A very recent revelation of NATO’s gaslighting is the Integrity Initiative (such a gaslighting name!) busy trolling away with a couple of million from the British taxpayer. Its remit, apparently, includes infiltrating political movements of an ally and it “defends democracy against disinformation” by smearing its own political actors with disinformation. Does Russia do this? Well there’s RT and Sputnik and “Russians” did spend nearly $5000 on Google and $7000 on Facebook fixing the US election. And almost one dollar on Brexit ads. And one should never forget the insidious effect of Masha and the Bear. But don’t dare laugh at these preposterous assertions: the BBC earnestly assures us that humour is Putin’s newest weapon. Against this mighty effort, there can be no vigilance too strong! The only way to protect our values is to trash them: defend freedom of thought by secretly planting fake stories, defend democracy by smearing the opposition as Russian stooges. Pure gaslighting, defended by projection and confirmation bias: “This kind of work attracts the extremely hostile and aggressive attention of disinformation actors, like the Kremlin and its various proxies“.
NATO hyperventilates about “Russia’s military activities, particularly along NATO’s borders“. Only in NATO’s counterfeit universe could this be imagined; in the real world Russia’s military is inside its own borders. Once again, the proper response is a contemptuous sneer rather than solemn head nodding.

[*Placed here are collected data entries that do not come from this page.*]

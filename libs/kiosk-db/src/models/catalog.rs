use serde::{Deserialize, Serialize};
use sqlx::FromRow;

/// Tariff type discriminators as stored in `tariffs.t_type`. Anything
/// outside this set is fulfilled the same way as a channel.
pub mod tariff_type {
    pub const CHANNEL: &str = "channel";
    pub const TEXT: &str = "text";
    pub const STATUS: &str = "status";
    pub const BUNDLE: &str = "bundle";
}

#[derive(Debug, Clone, Serialize, Deserialize, FromRow)]
pub struct Category {
    pub id: i64,
    pub name: String,
    pub description: String,
    pub parent_id: Option<i64>,
}

#[derive(Debug, Clone, Serialize, Deserialize, FromRow)]
pub struct Tariff {
    pub id: i64,
    pub name: String,
    pub description: String,
    pub price: i64,
    pub t_type: String,
    pub payload: String,
    pub status_name: Option<String>,
    pub category_id: Option<i64>,
}

/// Tariff joined with its category name for the admin listing.
#[derive(Debug, Clone, Serialize, Deserialize, FromRow)]
pub struct TariffWithCategory {
    pub id: i64,
    pub name: String,
    pub description: String,
    pub price: i64,
    pub t_type: String,
    pub payload: String,
    pub status_name: Option<String>,
    pub category_id: Option<i64>,
    pub category_name: String,
}

#[derive(Debug, Clone, Serialize, Deserialize, FromRow)]
pub struct TariffDuration {
    pub id: i64,
    pub tariff_id: i64,
    pub name: String,
    pub seconds: i64,
    pub price: i64,
    pub is_default: bool,
}

#[derive(Debug, Clone, Serialize, Deserialize, FromRow)]
pub struct Channel {
    pub id: i64,
    pub title: String,
    pub invite_link: Option<String>,
}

NATO collectively and severally manifests a detachment from reality. Its website is full of pious assertions about being a defensive alliance that brings stability wherever it goes, replete with valuable values. And it always tells the truth. The reality? No rational person would regard Moscow’s concern about a military alliance creeping ever closer as “aggressive”. There is less stability in Libya, Iraq and Afghanistan than before NATO entered them. Fooling around in Yugoslavia, Georgia and Ukraine have sparked actual shooting wars. NATO’s activities in Syria (illegal by any standards of international law, be it remembered) have not brought stability. More civilians killed, Raqqa obliterated, hospitals methodically destroyed. All “tragic accidents” of course; but don’t look here! look at Russia! Only in its imagination is NATO a bringer of stability. As to its values, they’re mutable – it’s good to break up Yugoslavia, invade Iraq and Afghanistan and destroy Libya but Crimeans taking the opportunity to return to Russia is a heinous crime. NATO’s so-called values are whatever NATO does. And as to NATO’s promises: well it did expand, didn’t it? (Here’s NATO’s official weasel-wording: “Personal assurances from individual leaders cannot replace Alliance consensus and do not constitute formal NATO agreement”. And suddenly its narrative jumps to President Clinton. Wrong POTUS, actually; NATO’s caught gaslighting again.) Its intervention in Libya was very far from what the UN resolution approved: it was an armed intervention against the government on false pretences.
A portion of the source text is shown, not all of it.